Figure 5

Effect of Cana on the expression of SIRT1 and its downstream signaling components. Confluent growth-arrested LLC-PK1 cell monolayers were stimulated with HG medium on the basolateral side for up to 24 h with or without pretreatment with Cana in the apical side. Immunofluorescence analysis (A) and immunoblotting (B) for SGLT2 expression in LLC-PK1 cells. The relative quantification of the SGLT2 immunofluorescence was measured and is indicated in the bar graphs. Scale bar, 50 µm. *P < 0.05 vs. NG group, n = 4 independent experiments. (C) The effect of SGLT2 inhibitors on cellular glucose entry in LLC-PK1 cells. LLC-PK1 cells were incubated in Dulbecco’s modified minimal essential medium containing 100 μM 2-NBDG for 15 min from the apical side of the cell. Cellular glucose entry was assessed as 2-NBDG entry into the cell, as described in the Methods section. Scale bar = 20 µm. *P < 0.05 vs. NG group and ^§P < 0.05 vs. HG without Cana, n = 4 independent experiments.
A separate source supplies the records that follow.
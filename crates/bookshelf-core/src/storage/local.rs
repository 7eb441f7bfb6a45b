//! Key-value slot stores
//!
//! `FileStore` keeps one file per key under a data directory and writes
//! atomically (write to temp file, then rename) so a slot is never left
//! partially written. `MemoryStore` keeps slots in process memory; clones share
//! the same slots, which lets tests simulate a restart against "the same disk".
//!
//! Storage location: `~/.local/share/bookshelf/` (configurable via `Config`)

use std::collections::HashMap;
use std::fs::{self, File};
use std::io::{self, Write};
use std::path::{Path, PathBuf};
use std::sync::{Arc, Mutex, PoisonError};

use super::error::{StorageError, StorageResult};

/// String-keyed durable slots
pub trait KeyValueStore: Send + Sync {
    /// Read a slot; `None` when it was never written or has been removed
    fn get(&self, key: &str) -> StorageResult<Option<String>>;

    /// Overwrite a slot in full
    fn set(&self, key: &str, value: &str) -> StorageResult<()>;

    /// Remove a slot; removing a missing slot succeeds
    fn remove(&self, key: &str) -> StorageResult<()>;
}

/// Slots stored as `<data_dir>/<key>.json`
#[derive(Debug, Clone)]
pub struct FileStore {
    dir: PathBuf,
}

impl FileStore {
    pub fn new(dir: impl Into<PathBuf>) -> Self {
        Self { dir: dir.into() }
    }

    pub fn dir(&self) -> &Path {
        &self.dir
    }

    /// Path backing `key`
    pub fn slot_path(&self, key: &str) -> StorageResult<PathBuf> {
        let valid = !key.is_empty()
            && !key.starts_with('.')
            && key
                .chars()
                .all(|c| c.is_ascii_alphanumeric() || matches!(c, '-' | '_' | '.'));
        if !valid {
            return Err(StorageError::InvalidKey {
                key: key.to_string(),
            });
        }
        Ok(self.dir.join(format!("{}.json", key)))
    }
}

impl KeyValueStore for FileStore {
    fn get(&self, key: &str) -> StorageResult<Option<String>> {
        let path = self.slot_path(key)?;
        match fs::read_to_string(&path) {
            Ok(content) => Ok(Some(content)),
            Err(e) if e.kind() == io::ErrorKind::NotFound => Ok(None),
            Err(e) => Err(StorageError::from_read_io(e, path)),
        }
    }

    fn set(&self, key: &str, value: &str) -> StorageResult<()> {
        let path = self.slot_path(key)?;
        atomic_write(&path, value.as_bytes())
    }

    fn remove(&self, key: &str) -> StorageResult<()> {
        let path = self.slot_path(key)?;
        match fs::remove_file(&path) {
            Ok(()) => Ok(()),
            Err(e) if e.kind() == io::ErrorKind::NotFound => Ok(()),
            Err(e) => Err(StorageError::from_io(e, path)),
        }
    }
}

/// In-process slots
#[derive(Debug, Clone, Default)]
pub struct MemoryStore {
    slots: Arc<Mutex<HashMap<String, String>>>,
}

impl MemoryStore {
    pub fn new() -> Self {
        Self::default()
    }

    /// Number of occupied slots
    pub fn len(&self) -> usize {
        self.slots.lock().unwrap_or_else(PoisonError::into_inner).len()
    }

    pub fn is_empty(&self) -> bool {
        self.len() == 0
    }
}

impl KeyValueStore for MemoryStore {
    fn get(&self, key: &str) -> StorageResult<Option<String>> {
        let slots = self.slots.lock().unwrap_or_else(PoisonError::into_inner);
        Ok(slots.get(key).cloned())
    }

    fn set(&self, key: &str, value: &str) -> StorageResult<()> {
        let mut slots = self.slots.lock().unwrap_or_else(PoisonError::into_inner);
        slots.insert(key.to_string(), value.to_string());
        Ok(())
    }

    fn remove(&self, key: &str) -> StorageResult<()> {
        let mut slots = self.slots.lock().unwrap_or_else(PoisonError::into_inner);
        slots.remove(key);
        Ok(())
    }
}

/// Write data to a file atomically
///
/// 1. Write to a temporary file in the same directory
/// 2. Sync the file to disk
/// 3. Rename the temp file to the target path
pub(crate) fn atomic_write(path: &Path, data: &[u8]) -> StorageResult<()> {
    if let Some(parent) = path.parent() {
        fs::create_dir_all(parent).map_err(|e| StorageError::from_io(e, parent.to_path_buf()))?;
    }

    // Same directory, so the rename stays on one filesystem
    let temp_path = path.with_extension("tmp");

    let mut file =
        File::create(&temp_path).map_err(|e| StorageError::from_io(e, temp_path.clone()))?;

    file.write_all(data)
        .map_err(|e| StorageError::from_io(e, temp_path.clone()))?;

    file.sync_all()
        .map_err(|e| StorageError::from_io(e, temp_path.clone()))?;

    fs::rename(&temp_path, path).map_err(|source| StorageError::AtomicWriteFailed {
        from: temp_path.clone(),
        to: path.to_path_buf(),
        source,
    })?;

    Ok(())
}

#[cfg(test)]
mod tests {
    use super::*;
    use tempfile::TempDir;

    #[test]
    fn test_file_store_set_get_remove() {
        let temp_dir = TempDir::new().unwrap();
        let store = FileStore::new(temp_dir.path());

        assert!(store.get("library_books").unwrap().is_none());

        store.set("library_books", "[]").unwrap();
        assert_eq!(store.get("library_books").unwrap().as_deref(), Some("[]"));
        assert!(temp_dir.path().join("library_books.json").exists());

        store.set("library_books", "[1]").unwrap();
        assert_eq!(store.get("library_books").unwrap().as_deref(), Some("[1]"));

        store.remove("library_books").unwrap();
        assert!(store.get("library_books").unwrap().is_none());

        // Removing twice is fine
        store.remove("library_books").unwrap();
    }

    #[test]
    fn test_file_store_rejects_path_like_keys() {
        let temp_dir = TempDir::new().unwrap();
        let store = FileStore::new(temp_dir.path());

        for key in ["", "../escape", "a/b", ".hidden"] {
            assert!(matches!(
                store.set(key, "x"),
                Err(StorageError::InvalidKey { .. })
            ));
        }
    }

    #[test]
    fn test_file_store_leaves_no_temp_file() {
        let temp_dir = TempDir::new().unwrap();
        let store = FileStore::new(temp_dir.path());
        store.set("slot", "value").unwrap();

        assert!(!temp_dir.path().join("slot.tmp").exists());
    }

    #[test]
    fn test_atomic_write_creates_parent_dirs() {
        let temp_dir = TempDir::new().unwrap();
        let nested_path = temp_dir
            .path()
            .join("a")
            .join("b")
            .join("c")
            .join("file.txt");

        atomic_write(&nested_path, b"test data").unwrap();

        assert!(nested_path.exists());
        let content = fs::read_to_string(&nested_path).unwrap();
        assert_eq!(content, "test data");
    }

    #[test]
    fn test_memory_store_clones_share_slots() {
        let store = MemoryStore::new();
        let other = store.clone();

        store.set("k", "v").unwrap();
        assert_eq!(other.get("k").unwrap().as_deref(), Some("v"));
        assert_eq!(other.len(), 1);

        other.remove("k").unwrap();
        assert!(store.is_empty());
    }
}
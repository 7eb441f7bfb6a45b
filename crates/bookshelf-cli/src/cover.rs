//! Cover image embedding
//!
//! Covers are stored inline on the record as `data:` URLs so the catalog stays
//! a single self-contained JSON array.

use std::path::Path;

use anyhow::{bail, Context, Result};
use base64::engine::general_purpose::STANDARD;
use base64::Engine;

/// Largest image accepted for embedding
const MAX_COVER_BYTES: usize = 2 * 1024 * 1024;

/// Read an image file and encode it as a data URL
pub fn encode_cover(path: &Path) -> Result<String> {
    let mime = mime_for(path).with_context(|| {
        format!(
            "Unsupported cover image type: {:?} (use png, jpg, gif, webp or svg)",
            path
        )
    })?;

    let bytes =
        std::fs::read(path).with_context(|| format!("Failed to read cover image: {:?}", path))?;

    if bytes.len() > MAX_COVER_BYTES {
        bail!(
            "Cover image is too large ({} KiB, limit {} KiB)",
            bytes.len() / 1024,
            MAX_COVER_BYTES / 1024
        );
    }

    Ok(format!("data:{};base64,{}", mime, STANDARD.encode(bytes)))
}

fn mime_for(path: &Path) -> Option<&'static str> {
    let ext = path.extension()?.to_str()?.to_ascii_lowercase();
    match ext.as_str() {
        "png" => Some("image/png"),
        "jpg" | "jpeg" => Some("image/jpeg"),
        "gif" => Some("image/gif"),
        "webp" => Some("image/webp"),
        "svg" => Some("image/svg+xml"),
        _ => None,
    }
}

/// Describe a cover for terminal display instead of dumping the data URL
pub fn describe_cover(cover: &str) -> String {
    match cover.strip_prefix("data:") {
        Some(rest) => {
            let mime = rest.split(';').next().unwrap_or("image");
            let encoded_len = rest.split_once(',').map(|(_, d)| d.len()).unwrap_or(0);
            format!("embedded {} (~{} KiB)", mime, encoded_len * 3 / 4 / 1024)
        }
        None => cover.to_string(),
    }
}
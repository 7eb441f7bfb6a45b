//! Record array persistence
//!
//! `BookStorage` is the only place records cross the serialization boundary.
//! The full collection lives in a single slot as a JSON array; every save
//! overwrites it in full.

use std::fmt;
use std::sync::Arc;

use super::error::{StorageError, StorageResult};
use super::local::KeyValueStore;
use crate::models::Book;

/// Slot holding the record array
pub const STORAGE_KEY: &str = "library_books";

/// Reads and writes the full record array through a slot store
#[derive(Clone)]
pub struct BookStorage {
    backend: Arc<dyn KeyValueStore>,
    key: String,
}

impl BookStorage {
    pub fn new(backend: impl KeyValueStore + 'static) -> Self {
        Self::with_key(backend, STORAGE_KEY)
    }

    pub fn with_key(backend: impl KeyValueStore + 'static, key: impl Into<String>) -> Self {
        Self {
            backend: Arc::new(backend),
            key: key.into(),
        }
    }

    pub fn key(&self) -> &str {
        &self.key
    }

    /// Raw slot contents, without parsing
    pub fn load_raw(&self) -> StorageResult<Option<String>> {
        self.backend.get(&self.key)
    }

    /// Stored records; `Ok(None)` when nothing has been saved
    pub fn load(&self) -> StorageResult<Option<Vec<Book>>> {
        let Some(raw) = self.load_raw()? else {
            return Ok(None);
        };

        let books = serde_json::from_str(&raw).map_err(|source| StorageError::Parse {
            key: self.key.clone(),
            source,
        })?;

        Ok(Some(books))
    }

    /// Overwrite the slot with `books`
    pub fn save(&self, books: &[Book]) -> StorageResult<()> {
        let json = serde_json::to_string(books).map_err(StorageError::Serialize)?;
        self.backend.set(&self.key, &json)
    }

    /// Forget everything stored
    pub fn clear(&self) -> StorageResult<()> {
        self.backend.remove(&self.key)
    }
}

impl fmt::Debug for BookStorage {
    fn fmt(&self, f: &mut fmt::Formatter<'_>) -> fmt::Result {
        f.debug_struct("BookStorage")
            .field("key", &self.key)
            .finish_non_exhaustive()
    }
}

#[cfg(test)]
mod tests {
    use super::*;
    use crate::models::{NewBook, ReadingStatus};
    use crate::seed::builtin_seed;
    use crate::storage::{FileStore, MemoryStore};
    use tempfile::TempDir;

    #[test]
    fn test_load_missing_is_none() {
        let storage = BookStorage::new(MemoryStore::new());
        assert!(storage.load().unwrap().is_none());
    }

    #[test]
    fn test_round_trip_reproduces_records() {
        let temp_dir = TempDir::new().unwrap();
        let storage = BookStorage::new(FileStore::new(temp_dir.path()));

        let mut books = builtin_seed();
        books.insert(
            0,
            Book::from_new(
                "u-1",
                NewBook::new("Piranesi", "Susanna Clarke")
                    .with_category("Fantasy")
                    .with_cover_image("data:image/png;base64,iVBORw0KGgo=")
                    .with_status(ReadingStatus::Read),
            ),
        );

        storage.save(&books).unwrap();
        assert_eq!(storage.load().unwrap().unwrap(), books);
    }

    #[test]
    fn test_save_overwrites_in_full() {
        let storage = BookStorage::new(MemoryStore::new());
        storage.save(&builtin_seed()).unwrap();
        storage.save(&builtin_seed()[..2]).unwrap();

        assert_eq!(storage.load().unwrap().unwrap().len(), 2);
    }

    #[test]
    fn test_corrupt_slot_is_parse_error() {
        let backend = MemoryStore::new();
        backend.set(STORAGE_KEY, "{\"oops\":").unwrap();
        let storage = BookStorage::new(backend);

        assert!(matches!(storage.load(), Err(StorageError::Parse { .. })));
        assert_eq!(storage.load_raw().unwrap().as_deref(), Some("{\"oops\":"));
    }

    #[test]
    fn test_clear() {
        let storage = BookStorage::new(MemoryStore::new());
        storage.save(&builtin_seed()).unwrap();
        storage.clear().unwrap();
        assert!(storage.load().unwrap().is_none());
    }

    #[test]
    fn test_custom_key() {
        let backend = MemoryStore::new();
        let storage = BookStorage::with_key(backend.clone(), "other_books");
        storage.save(&[]).unwrap();

        assert_eq!(storage.key(), "other_books");
        assert!(backend.get(STORAGE_KEY).unwrap().is_none());
        assert_eq!(backend.get("other_books").unwrap().as_deref(), Some("[]"));
    }
}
NG, normal glucose (5.5 mM); HG, high glucose (22.5 mM); HG + Cana, HG with Cana treatment. (D) Immunoblotting analysis of SIRT1 expression in LLC-PK1 cell monolayers stimulated with HG medium on the basolateral side for up to 24 h with or without pretreatment with low or high doses of Cana. Quantification of immunoblotting images was normalized to α-tubulin. *P < 0.05 vs. NG group and ^§P < 0.05 vs. HG without Cana, n = 4 independent experiments.